Forgiveness is directed to people, not causes or institutions. I, as a pastor, cannot forgive the victims of the Medieval Church for some of its notorieties, such as the Inquisition. If I worked for McDonalds, I could not forgive them for someone slipping on their floor, unless I represented them in a legal capacity. Forgiveness will not erase the past. As for that man in last month's article who lost his wife, he will suffer greatly in her absence until they meet again in Heaven. She will not be brought back to life. We are to forget the past, so the resentment will not build up, but, we also need to realize the event will not be undone.
"Not just human fairness, but excusing those things that could not be excused…" (C.S. Lewis)
When we do not forgive, we walk a path of self-destruction, brought on by the build up of resentment, and the unfulfilling nature of revenge. Nothing will wither our soul more than storing up this disease of unforgiveness. Pride and arrogance will take over, control, and ruin you. A Chinese proverb says, "First, before seeking revenge, you must dig two graves." The cost and pain of forgiveness-even though we may be the victims of it-will be far easier than the path of not seeking the forgiveness. We read in Job 5:2, "Resentment kills a fool, and envy slays the simple." The goal of forgiveness is allowing Christ to transform us to our full potential. Because we may go through bad stuff in life, it is not meant to be a personal attack, rather, a strengthening of our character so we can be better used by our Lord. Consider this, Christ has defeated Satan, so the sins we incur can be turned around to His glory. Forgiveness will refocus God's plan, and make it our plan. Then, our sufferings will not be in vain, and can be turned around to further the Kingdom of God. The joy and happiness of who we are in Christ will bubble over, covering the pain and hurt.
Romans tells us, "And we know that in all things God works for the good of those who love him, who have been called according to his purpose…. (Romans 8:28-39, NIV)
- When you forgive, you feel what?
- Jesus seeks we who are unworthy to receive Him, and then He forgives and heals us. Why does Jesus do this for us?
- Do you agree that Sin is the ultimate cause of spiritual paralysis? If not, why not?

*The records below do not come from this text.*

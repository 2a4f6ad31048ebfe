//! In-process [`Node`] and its knobs.
//!
//! `MemoryNode` keeps a naming table and a pin set in memory, records every
//! call it receives, and can be told to fail in the ways a real node fails.
//! It backs the reconciler tests and is handy for embedding hotpin somewhere
//! that already tracks pins itself.

use crate::cid::{Cid, ContentPath};
use crate::error::NodeError;
use crate::node::{Node, NodeResult, PinEntry, PinMode, PinStream, SwarmStats};
use async_trait::async_trait;
use futures::stream::{self, StreamExt};
use std::collections::{BTreeMap, HashMap, HashSet};
use std::time::Duration;
use tokio::sync::Mutex;

/// A call received by a [`MemoryNode`].
#[derive(Debug, Clone, PartialEq, Eq)]
pub enum NodeCall {
    ResolveName(String),
    StatPath(ContentPath),
    ListPins { recursive: bool },
    IsPinned(Cid),
    Pin { path: ContentPath, recursive: bool },
    Unpin { cid: Cid, recursive: bool },
    DirectKeys,
    SwarmStats,
}

#[derive(Default)]
struct MemoryState {
    names: HashMap<String, ContentPath>,
    links: HashMap<ContentPath, Cid>,
    pins: BTreeMap<Cid, PinMode>,
    stats: Option<SwarmStats>,
    naming_outage: bool,
    pin_store_outage: bool,
    reject_pins: bool,
    failing_unpins: HashSet<Cid>,
    listing_cutoff: Option<usize>,
    pin_stall: Option<Duration>,
    calls: Vec<NodeCall>,
}

impl MemoryState {
    fn stat(&self, path: &ContentPath) -> NodeResult<Cid> {
        if let Some(cid) = self.links.get(path) {
            return Ok(cid.clone());
        }
        match path.ipfs_root() {
            Some((cid, None)) => Ok(cid),
            _ => Err(NodeError::NotFound(path.to_string())),
        }
    }

    fn check_pin_store(&self) -> NodeResult<()> {
        if self.pin_store_outage {
            Err(NodeError::Unreachable("pin store offline".into()))
        } else {
            Ok(())
        }
    }
}

/// An in-memory node.
#[derive(Default)]
pub struct MemoryNode {
    state: Mutex<MemoryState>,
}

impl MemoryNode {
    pub fn new() -> Self {
        Self::default()
    }

    /// Bind `pointer` to the immutable path of `cid`.
    pub async fn publish(&self, pointer: &str, cid: &Cid) {
        self.bind(pointer, ContentPath::ipfs(cid)).await;
    }

    /// Bind `pointer` to an arbitrary content path.
    pub async fn bind(&self, pointer: &str, path: ContentPath) {
        self.state.lock().await.names.insert(pointer.to_string(), path);
    }

    /// Remove the binding for `pointer`.
    pub async fn unpublish(&self, pointer: &str) {
        self.state.lock().await.names.remove(pointer);
    }

    /// Make `path` dereference to `cid`.
    pub async fn link(&self, path: ContentPath, cid: Cid) {
        self.state.lock().await.links.insert(path, cid);
    }

    /// Place a pin without going through the recorded API, as an operator would.
    pub async fn insert_pin(&self, cid: Cid, mode: PinMode) {
        self.state.lock().await.pins.insert(cid, mode);
    }

    /// Snapshot of the pin set.
    pub async fn pins(&self) -> BTreeMap<Cid, PinMode> {
        self.state.lock().await.pins.clone()
    }

    /// Every call received so far, in order.
    pub async fn calls(&self) -> Vec<NodeCall> {
        self.state.lock().await.calls.clone()
    }

    pub async fn clear_calls(&self) {
        self.state.lock().await.calls.clear();
    }

    /// Number of pin and unpin calls received so far.
    pub async fn mutation_count(&self) -> usize {
        self.state
            .lock()
            .await
            .calls
            .iter()
            .filter(|c| matches!(c, NodeCall::Pin { .. } | NodeCall::Unpin { .. }))
            .count()
    }

    pub async fn set_swarm_stats(&self, stats: SwarmStats) {
        self.state.lock().await.stats = Some(stats);
    }

    /// Fail every naming-system lookup.
    pub async fn set_naming_outage(&self, down: bool) {
        self.state.lock().await.naming_outage = down;
    }

    /// Fail every listing and membership query.
    pub async fn set_pin_store_outage(&self, down: bool) {
        self.state.lock().await.pin_store_outage = down;
    }

    /// Reject every pin request.
    pub async fn set_reject_pins(&self, reject: bool) {
        self.state.lock().await.reject_pins = reject;
    }

    /// Break pin listings after `entries` entries with an error.
    pub async fn set_listing_cutoff(&self, entries: Option<usize>) {
        self.state.lock().await.listing_cutoff = entries;
    }

    /// Commit each pin, then hold the reply back for `stall`.
    pub async fn set_pin_stall(&self, stall: Option<Duration>) {
        self.state.lock().await.pin_stall = stall;
    }

    /// Reject unpin requests for `cid`.
    pub async fn fail_unpin(&self, cid: Cid) {
        self.state.lock().await.failing_unpins.insert(cid);
    }
}

#[async_trait]
impl Node for MemoryNode {
    async fn resolve_name(&self, pointer: &str) -> NodeResult<ContentPath> {
        let mut state = self.state.lock().await;
        state.calls.push(NodeCall::ResolveName(pointer.to_string()));
        if state.naming_outage {
            return Err(NodeError::Unreachable("naming system offline".into()));
        }
        state
            .names
            .get(pointer)
            .cloned()
            .ok_or_else(|| NodeError::NotFound(pointer.to_string()))
    }

    async fn stat_path(&self, path: &ContentPath) -> NodeResult<Cid> {
        let mut state = self.state.lock().await;
        state.calls.push(NodeCall::StatPath(path.clone()));
        if state.naming_outage {
            return Err(NodeError::Unreachable("naming system offline".into()));
        }
        state.stat(path)
    }

    async fn list_pins(&self, recursive: bool) -> NodeResult<PinStream> {
        let mut state = self.state.lock().await;
        state.calls.push(NodeCall::ListPins { recursive });
        state.check_pin_store()?;
        let wanted = if recursive {
            PinMode::Recursive
        } else {
            PinMode::Direct
        };
        let mut entries: Vec<NodeResult<PinEntry>> = state
            .pins
            .iter()
            .filter(|(_, mode)| **mode == wanted)
            .map(|(cid, mode)| Ok(PinEntry::new(cid.clone(), *mode)))
            .collect();
        if let Some(cutoff) = state.listing_cutoff {
            entries.truncate(cutoff);
            entries.push(Err(NodeError::Unreachable("pin listing interrupted".into())));
        }
        Ok(stream::iter(entries).boxed())
    }

    async fn is_pinned(&self, cid: &Cid) -> NodeResult<Option<PinMode>> {
        let mut state = self.state.lock().await;
        state.calls.push(NodeCall::IsPinned(cid.clone()));
        state.check_pin_store()?;
        Ok(state.pins.get(cid).copied())
    }

    async fn pin(&self, path: &ContentPath, recursive: bool) -> NodeResult<()> {
        let stall = {
            let mut state = self.state.lock().await;
            state.calls.push(NodeCall::Pin {
                path: path.clone(),
                recursive,
            });
            if state.reject_pins {
                return Err(NodeError::Rejected {
                    status: 500,
                    message: "pin rejected".into(),
                });
            }
            let cid = state.stat(path)?;
            let mode = match (state.pins.get(&cid), recursive) {
                (_, true) | (Some(PinMode::Recursive), false) => PinMode::Recursive,
                _ => PinMode::Direct,
            };
            state.pins.insert(cid, mode);
            state.pin_stall
        };
        if let Some(stall) = stall {
            tokio::time::sleep(stall).await;
        }
        Ok(())
    }

    async fn unpin(&self, cid: &Cid, recursive: bool) -> NodeResult<()> {
        let mut state = self.state.lock().await;
        state.calls.push(NodeCall::Unpin {
            cid: cid.clone(),
            recursive,
        });
        if state.failing_unpins.contains(cid) {
            return Err(NodeError::Rejected {
                status: 500,
                message: format!("cannot unpin {}", cid),
            });
        }
        match state.pins.get(cid).copied() {
            None | Some(PinMode::Indirect) => Err(NodeError::NotPinned(cid.clone())),
            Some(PinMode::Recursive) if !recursive => Err(NodeError::Rejected {
                status: 500,
                message: format!("{} is pinned recursively", cid),
            }),
            Some(_) => {
                state.pins.remove(cid);
                Ok(())
            }
        }
    }

    async fn direct_keys(&self) -> NodeResult<Vec<Cid>> {
        let mut state = self.state.lock().await;
        state.calls.push(NodeCall::DirectKeys);
        state.check_pin_store()?;
        Ok(state
            .pins
            .iter()
            .filter(|(_, mode)| **mode == PinMode::Direct)
            .map(|(cid, _)| cid.clone())
            .collect())
    }

    async fn swarm_stats(&self) -> NodeResult<SwarmStats> {
        let mut state = self.state.lock().await;
        state.calls.push(NodeCall::SwarmStats);
        state.stats.ok_or(NodeError::Unsupported("swarm stats"))
    }
}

- Is there something worse, such as an infection or illness, that we can be confined to, other than sin? Then why do most Christians rarely acknowledge their sin or seek to deal with unforgiveness?
- Nothing will wither our soul more than storing up this disease of unforgiveness. How have you seen this in you or others? What can you do about it?
- How does forgiveness release your hurt and bitterness in you so it does not fester and distort or even destroy you?
- How do you feel that forgiveness does not minimize the offense you have been dealt? Can this biblical point help you be more willing to forgive?
- When something comes your way, whether it is a blessing or a problem, how can you take it, handle it with excellence, and learn and grow from it?
- How would your walk with Christ grow and in turn be a blessing to others if you did this? How does forgiveness help in this?
- How does your church recognize Christ's holiness and in so doing exercise forgiveness, because of the fact that our Lord Jesus Christ is Holy and true?